■ Task goal ■
The entries below hold a line with "instead of returning." and a line with "to RFC 3339". Return those lines and all that lie between them, exactly and only.
===== Exercise input =====
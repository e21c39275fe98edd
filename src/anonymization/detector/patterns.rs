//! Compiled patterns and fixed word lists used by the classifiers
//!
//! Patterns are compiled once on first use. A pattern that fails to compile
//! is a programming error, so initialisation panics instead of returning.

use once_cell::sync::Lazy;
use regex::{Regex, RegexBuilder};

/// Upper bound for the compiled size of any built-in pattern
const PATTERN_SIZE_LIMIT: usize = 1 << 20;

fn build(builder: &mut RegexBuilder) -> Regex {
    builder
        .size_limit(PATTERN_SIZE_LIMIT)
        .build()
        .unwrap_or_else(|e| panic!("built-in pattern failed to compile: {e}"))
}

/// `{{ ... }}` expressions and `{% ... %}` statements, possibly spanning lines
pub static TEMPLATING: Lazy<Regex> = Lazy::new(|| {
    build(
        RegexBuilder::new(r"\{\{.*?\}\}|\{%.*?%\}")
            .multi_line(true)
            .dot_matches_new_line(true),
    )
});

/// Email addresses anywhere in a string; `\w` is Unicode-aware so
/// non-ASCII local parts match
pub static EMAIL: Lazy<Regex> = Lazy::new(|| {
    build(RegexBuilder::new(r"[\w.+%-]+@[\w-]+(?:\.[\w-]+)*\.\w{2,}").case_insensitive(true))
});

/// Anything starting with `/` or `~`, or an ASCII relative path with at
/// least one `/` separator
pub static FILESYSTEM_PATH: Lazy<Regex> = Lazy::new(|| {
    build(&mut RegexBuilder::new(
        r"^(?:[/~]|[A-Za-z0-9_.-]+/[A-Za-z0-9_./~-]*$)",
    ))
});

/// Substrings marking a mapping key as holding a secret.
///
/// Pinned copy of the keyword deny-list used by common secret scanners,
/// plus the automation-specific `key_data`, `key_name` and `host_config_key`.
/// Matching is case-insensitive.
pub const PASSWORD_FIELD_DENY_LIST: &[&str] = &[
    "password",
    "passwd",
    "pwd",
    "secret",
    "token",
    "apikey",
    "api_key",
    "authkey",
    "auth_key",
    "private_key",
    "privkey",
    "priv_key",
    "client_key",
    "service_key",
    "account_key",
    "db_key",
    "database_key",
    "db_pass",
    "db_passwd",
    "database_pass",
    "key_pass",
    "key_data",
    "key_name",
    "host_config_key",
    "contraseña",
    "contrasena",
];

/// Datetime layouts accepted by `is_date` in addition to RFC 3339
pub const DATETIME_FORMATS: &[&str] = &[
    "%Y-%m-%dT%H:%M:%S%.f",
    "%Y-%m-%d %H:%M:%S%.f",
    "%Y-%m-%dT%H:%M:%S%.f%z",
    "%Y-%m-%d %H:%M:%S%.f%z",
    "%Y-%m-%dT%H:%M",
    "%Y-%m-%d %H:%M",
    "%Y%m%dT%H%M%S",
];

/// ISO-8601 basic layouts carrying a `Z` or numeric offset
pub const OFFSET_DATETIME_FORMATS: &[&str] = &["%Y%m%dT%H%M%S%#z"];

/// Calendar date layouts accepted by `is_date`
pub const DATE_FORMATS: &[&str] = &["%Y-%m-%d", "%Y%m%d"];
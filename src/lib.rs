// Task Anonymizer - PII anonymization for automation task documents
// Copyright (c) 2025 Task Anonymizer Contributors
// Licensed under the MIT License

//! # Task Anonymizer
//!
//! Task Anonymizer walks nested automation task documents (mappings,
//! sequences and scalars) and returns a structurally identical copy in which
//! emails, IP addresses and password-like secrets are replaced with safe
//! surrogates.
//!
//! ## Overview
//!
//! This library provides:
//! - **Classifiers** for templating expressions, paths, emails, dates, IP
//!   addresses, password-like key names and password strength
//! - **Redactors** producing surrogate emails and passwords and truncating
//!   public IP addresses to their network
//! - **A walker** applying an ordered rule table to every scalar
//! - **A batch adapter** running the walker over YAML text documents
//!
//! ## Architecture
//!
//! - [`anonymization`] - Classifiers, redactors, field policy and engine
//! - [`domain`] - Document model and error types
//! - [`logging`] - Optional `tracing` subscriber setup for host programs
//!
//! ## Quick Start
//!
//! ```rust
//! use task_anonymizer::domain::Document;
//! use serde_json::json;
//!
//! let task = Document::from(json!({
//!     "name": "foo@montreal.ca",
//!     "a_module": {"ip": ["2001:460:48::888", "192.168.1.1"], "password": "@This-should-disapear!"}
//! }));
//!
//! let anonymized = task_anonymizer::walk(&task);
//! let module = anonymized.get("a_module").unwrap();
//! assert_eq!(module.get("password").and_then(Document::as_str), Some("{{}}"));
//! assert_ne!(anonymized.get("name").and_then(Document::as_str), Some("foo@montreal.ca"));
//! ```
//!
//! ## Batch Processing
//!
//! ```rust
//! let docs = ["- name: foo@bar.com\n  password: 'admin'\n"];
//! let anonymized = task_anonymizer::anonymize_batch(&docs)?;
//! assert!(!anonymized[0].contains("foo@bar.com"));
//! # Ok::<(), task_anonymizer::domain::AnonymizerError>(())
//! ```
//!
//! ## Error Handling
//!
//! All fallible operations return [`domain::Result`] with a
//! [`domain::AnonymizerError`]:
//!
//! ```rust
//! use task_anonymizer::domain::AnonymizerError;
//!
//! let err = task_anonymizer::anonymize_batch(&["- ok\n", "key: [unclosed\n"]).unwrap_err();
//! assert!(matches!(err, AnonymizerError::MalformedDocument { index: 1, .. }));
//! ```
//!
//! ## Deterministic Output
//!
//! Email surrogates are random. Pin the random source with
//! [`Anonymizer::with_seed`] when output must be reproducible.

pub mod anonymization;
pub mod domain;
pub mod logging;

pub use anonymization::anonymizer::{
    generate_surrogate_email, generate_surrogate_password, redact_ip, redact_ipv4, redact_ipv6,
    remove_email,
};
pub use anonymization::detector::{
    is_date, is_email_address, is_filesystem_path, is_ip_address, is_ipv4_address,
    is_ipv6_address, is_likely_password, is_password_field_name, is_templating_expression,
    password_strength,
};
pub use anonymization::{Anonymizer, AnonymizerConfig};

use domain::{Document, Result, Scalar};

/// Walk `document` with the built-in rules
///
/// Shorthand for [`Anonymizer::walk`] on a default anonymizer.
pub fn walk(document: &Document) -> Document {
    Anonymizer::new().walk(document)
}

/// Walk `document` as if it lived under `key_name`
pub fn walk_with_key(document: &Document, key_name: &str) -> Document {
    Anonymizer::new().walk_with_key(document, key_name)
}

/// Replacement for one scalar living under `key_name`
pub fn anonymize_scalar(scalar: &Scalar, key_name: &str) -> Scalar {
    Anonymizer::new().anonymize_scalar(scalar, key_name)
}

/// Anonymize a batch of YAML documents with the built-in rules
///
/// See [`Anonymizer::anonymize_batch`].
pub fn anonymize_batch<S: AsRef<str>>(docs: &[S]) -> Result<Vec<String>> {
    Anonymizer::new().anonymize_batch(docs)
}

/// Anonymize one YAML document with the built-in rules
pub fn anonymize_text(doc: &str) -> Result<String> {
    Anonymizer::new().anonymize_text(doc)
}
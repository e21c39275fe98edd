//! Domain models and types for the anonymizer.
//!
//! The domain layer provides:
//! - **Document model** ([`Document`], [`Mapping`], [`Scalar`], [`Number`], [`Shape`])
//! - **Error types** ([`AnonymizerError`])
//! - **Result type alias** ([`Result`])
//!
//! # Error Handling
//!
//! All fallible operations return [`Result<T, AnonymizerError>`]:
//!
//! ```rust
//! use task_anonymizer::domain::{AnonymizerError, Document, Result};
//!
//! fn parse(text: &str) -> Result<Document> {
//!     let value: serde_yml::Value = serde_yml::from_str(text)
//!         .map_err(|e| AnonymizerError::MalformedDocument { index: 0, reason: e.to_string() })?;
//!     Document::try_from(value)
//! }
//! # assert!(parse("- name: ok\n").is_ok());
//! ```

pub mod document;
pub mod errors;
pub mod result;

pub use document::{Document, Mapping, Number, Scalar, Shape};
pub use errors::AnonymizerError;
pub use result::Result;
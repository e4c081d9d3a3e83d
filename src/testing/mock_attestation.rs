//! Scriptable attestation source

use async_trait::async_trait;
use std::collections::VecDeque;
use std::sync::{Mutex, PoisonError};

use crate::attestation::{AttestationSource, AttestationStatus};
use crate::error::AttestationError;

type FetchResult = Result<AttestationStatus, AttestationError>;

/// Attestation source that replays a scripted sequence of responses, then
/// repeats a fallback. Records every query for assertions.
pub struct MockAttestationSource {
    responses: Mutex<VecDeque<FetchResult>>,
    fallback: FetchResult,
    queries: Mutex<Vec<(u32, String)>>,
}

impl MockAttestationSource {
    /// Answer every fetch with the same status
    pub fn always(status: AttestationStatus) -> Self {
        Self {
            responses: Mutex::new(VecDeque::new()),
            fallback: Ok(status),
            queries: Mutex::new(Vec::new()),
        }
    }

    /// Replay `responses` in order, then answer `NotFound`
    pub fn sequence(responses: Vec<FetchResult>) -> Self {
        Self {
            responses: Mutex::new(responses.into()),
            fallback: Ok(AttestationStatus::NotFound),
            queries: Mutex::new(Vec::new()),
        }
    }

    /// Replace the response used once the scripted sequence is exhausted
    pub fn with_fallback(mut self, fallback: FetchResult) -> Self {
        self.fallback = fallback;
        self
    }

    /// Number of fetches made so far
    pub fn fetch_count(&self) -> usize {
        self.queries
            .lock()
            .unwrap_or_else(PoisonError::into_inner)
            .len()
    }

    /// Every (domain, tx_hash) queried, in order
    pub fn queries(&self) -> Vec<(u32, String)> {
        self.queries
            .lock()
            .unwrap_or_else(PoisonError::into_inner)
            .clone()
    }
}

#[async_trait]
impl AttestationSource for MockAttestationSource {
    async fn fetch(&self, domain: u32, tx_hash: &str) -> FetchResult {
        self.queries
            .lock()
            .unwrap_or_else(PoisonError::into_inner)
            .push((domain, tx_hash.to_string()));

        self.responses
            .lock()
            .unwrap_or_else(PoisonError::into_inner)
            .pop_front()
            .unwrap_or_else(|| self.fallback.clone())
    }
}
=====
===== Exercise input =====
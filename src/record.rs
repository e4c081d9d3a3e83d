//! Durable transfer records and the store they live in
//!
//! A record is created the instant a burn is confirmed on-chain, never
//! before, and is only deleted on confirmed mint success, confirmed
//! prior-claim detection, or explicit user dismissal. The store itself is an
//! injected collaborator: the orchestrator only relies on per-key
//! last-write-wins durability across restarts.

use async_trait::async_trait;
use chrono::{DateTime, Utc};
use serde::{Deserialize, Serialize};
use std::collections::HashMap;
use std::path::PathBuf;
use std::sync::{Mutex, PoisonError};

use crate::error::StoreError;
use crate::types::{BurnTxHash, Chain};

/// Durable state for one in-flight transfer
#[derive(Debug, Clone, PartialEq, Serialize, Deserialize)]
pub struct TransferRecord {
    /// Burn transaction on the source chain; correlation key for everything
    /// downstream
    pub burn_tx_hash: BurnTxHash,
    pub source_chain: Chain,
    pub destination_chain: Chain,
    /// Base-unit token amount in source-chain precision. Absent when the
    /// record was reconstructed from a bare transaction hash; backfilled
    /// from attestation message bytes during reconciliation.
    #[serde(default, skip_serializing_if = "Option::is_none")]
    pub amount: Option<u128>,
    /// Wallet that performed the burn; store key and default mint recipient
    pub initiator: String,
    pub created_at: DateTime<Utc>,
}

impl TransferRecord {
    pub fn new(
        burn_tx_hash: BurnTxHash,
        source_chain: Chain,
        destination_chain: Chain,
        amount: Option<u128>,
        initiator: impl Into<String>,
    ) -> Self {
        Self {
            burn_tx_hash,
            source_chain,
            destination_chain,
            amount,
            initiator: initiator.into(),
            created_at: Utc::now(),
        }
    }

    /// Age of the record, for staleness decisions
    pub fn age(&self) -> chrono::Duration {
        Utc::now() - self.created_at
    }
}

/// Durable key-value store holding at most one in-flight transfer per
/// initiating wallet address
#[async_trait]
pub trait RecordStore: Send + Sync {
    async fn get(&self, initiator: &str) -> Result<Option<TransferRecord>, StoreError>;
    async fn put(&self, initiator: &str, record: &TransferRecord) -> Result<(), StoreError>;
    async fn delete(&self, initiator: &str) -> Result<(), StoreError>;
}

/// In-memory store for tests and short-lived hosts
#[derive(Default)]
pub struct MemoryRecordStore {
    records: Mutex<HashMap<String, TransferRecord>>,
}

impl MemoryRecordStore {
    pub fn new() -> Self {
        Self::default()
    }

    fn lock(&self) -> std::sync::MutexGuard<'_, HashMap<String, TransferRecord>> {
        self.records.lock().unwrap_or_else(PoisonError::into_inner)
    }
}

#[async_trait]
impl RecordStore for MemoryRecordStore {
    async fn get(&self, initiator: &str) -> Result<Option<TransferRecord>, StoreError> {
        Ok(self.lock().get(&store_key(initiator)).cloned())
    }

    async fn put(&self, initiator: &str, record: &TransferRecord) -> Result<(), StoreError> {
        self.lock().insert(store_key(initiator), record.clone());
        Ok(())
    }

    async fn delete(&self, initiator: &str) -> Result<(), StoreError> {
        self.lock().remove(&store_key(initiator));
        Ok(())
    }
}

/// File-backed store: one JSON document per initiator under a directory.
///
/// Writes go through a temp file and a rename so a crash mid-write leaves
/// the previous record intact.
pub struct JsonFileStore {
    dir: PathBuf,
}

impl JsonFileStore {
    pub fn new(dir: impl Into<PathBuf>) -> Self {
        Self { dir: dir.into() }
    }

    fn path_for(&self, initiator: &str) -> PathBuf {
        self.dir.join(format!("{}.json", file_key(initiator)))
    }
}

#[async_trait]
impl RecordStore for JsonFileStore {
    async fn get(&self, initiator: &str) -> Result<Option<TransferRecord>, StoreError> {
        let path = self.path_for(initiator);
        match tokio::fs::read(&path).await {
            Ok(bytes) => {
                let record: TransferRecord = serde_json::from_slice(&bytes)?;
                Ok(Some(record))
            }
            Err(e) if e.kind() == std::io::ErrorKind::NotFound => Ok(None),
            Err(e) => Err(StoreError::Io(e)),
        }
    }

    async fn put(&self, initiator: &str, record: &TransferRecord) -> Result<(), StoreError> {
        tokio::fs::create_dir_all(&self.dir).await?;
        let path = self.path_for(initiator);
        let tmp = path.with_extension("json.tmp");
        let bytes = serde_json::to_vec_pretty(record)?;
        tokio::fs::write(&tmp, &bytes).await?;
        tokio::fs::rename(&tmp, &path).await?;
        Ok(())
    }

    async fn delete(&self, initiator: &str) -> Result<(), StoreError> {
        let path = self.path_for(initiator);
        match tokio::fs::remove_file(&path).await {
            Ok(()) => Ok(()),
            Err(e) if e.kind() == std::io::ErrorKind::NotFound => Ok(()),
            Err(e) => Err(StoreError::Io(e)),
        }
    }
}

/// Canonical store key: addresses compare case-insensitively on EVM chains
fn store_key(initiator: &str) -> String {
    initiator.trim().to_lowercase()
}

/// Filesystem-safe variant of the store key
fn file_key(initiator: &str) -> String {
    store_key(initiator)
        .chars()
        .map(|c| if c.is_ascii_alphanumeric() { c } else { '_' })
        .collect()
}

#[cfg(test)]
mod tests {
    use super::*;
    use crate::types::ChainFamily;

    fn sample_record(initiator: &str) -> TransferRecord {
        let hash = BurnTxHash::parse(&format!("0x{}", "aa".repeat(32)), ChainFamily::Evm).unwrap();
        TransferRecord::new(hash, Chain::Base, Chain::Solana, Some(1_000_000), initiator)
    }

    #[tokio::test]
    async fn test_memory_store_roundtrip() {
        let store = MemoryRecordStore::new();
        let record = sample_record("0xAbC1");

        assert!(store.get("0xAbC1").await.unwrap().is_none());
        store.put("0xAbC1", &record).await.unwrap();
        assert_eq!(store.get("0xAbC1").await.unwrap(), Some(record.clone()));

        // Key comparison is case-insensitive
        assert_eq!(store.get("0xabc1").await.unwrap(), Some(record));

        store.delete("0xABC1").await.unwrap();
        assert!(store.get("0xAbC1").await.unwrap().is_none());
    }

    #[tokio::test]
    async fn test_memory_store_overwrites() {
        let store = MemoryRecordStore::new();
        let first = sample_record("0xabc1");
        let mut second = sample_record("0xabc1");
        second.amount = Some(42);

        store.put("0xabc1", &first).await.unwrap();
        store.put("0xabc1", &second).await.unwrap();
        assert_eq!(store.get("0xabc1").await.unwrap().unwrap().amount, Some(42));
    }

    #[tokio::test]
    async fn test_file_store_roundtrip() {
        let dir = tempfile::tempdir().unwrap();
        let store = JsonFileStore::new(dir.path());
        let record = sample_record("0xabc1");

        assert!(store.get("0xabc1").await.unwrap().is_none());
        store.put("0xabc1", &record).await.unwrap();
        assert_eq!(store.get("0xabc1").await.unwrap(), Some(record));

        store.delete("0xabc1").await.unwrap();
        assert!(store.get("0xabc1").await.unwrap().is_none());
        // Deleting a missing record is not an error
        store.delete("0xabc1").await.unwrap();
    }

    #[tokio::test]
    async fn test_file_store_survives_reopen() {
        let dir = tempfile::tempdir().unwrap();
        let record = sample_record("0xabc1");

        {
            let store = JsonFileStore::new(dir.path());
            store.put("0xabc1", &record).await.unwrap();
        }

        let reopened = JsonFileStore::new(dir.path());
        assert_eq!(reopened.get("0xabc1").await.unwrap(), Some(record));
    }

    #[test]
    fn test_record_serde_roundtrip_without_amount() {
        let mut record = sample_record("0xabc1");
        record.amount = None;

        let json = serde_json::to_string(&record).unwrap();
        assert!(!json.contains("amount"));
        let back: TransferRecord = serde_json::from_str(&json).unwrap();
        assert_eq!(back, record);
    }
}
=====
■ Finished exercise ■
//! is a programming error, so initialisation panics instead of returning.

use once_cell::sync::Lazy;
use regex::{Regex, RegexBuilder};

/// Upper bound for the compiled size of any built-in pattern
const PATTERN_SIZE_LIMIT: usize = 1 << 20;

fn build(builder: &mut RegexBuilder) -> Regex {
    builder
        .size_limit(PATTERN_SIZE_LIMIT)
        .build()
        .unwrap_or_else(|e| panic!("built-in pattern failed to compile: {e}"))
}

/// `{{ ... }}` expressions and `{% ... %}` statements, possibly spanning lines
pub static TEMPLATING: Lazy<Regex> = Lazy::new(|| {
    build(
        RegexBuilder::new(r"\{\{.*?\}\}|\{%.*?%\}")
            .multi_line(true)
            .dot_matches_new_line(true),
    )
});

/// Email addresses anywhere in a string; `\w` is Unicode-aware so
/// non-ASCII local parts match
pub static EMAIL: Lazy<Regex> = Lazy::new(|| {
    build(RegexBuilder::new(r"[\w.+%-]+@[\w-]+(?:\.[\w-]+)*\.\w{2,}").case_insensitive(true))
});

/// Anything starting with `/` or `~`, or an ASCII relative path with at
/// least one `/` separator
pub static FILESYSTEM_PATH: Lazy<Regex> = Lazy::new(|| {
    build(&mut RegexBuilder::new(
        r"^(?:[/~]|[A-Za-z0-9_.-]+/[A-Za-z0-9_./~-]*$)",
    ))
});

/// Substrings marking a mapping key as holding a secret.
///
/// Pinned copy of the keyword deny-list used by common secret scanners,
/// plus the automation-specific `key_data`, `key_name` and `host_config_key`.
/// Matching is case-insensitive.
pub const PASSWORD_FIELD_DENY_LIST: &[&str] = &[
    "password",
    "passwd",
    "pwd",
    "secret",
    "token",
    "apikey",
    "api_key",
    "authkey",
    "auth_key",
    "private_key",
    "privkey",
    "priv_key",
    "client_key",
    "service_key",
    "account_key",
    "db_key",
    "database_key",
    "db_pass",
    "db_passwd",
    "database_pass",
    "key_pass",
    "key_data",
    "key_name",
    "host_config_key",
    "contraseña",
    "contrasena",
];

/// Datetime layouts accepted by `is_date` in addition to RFC 3339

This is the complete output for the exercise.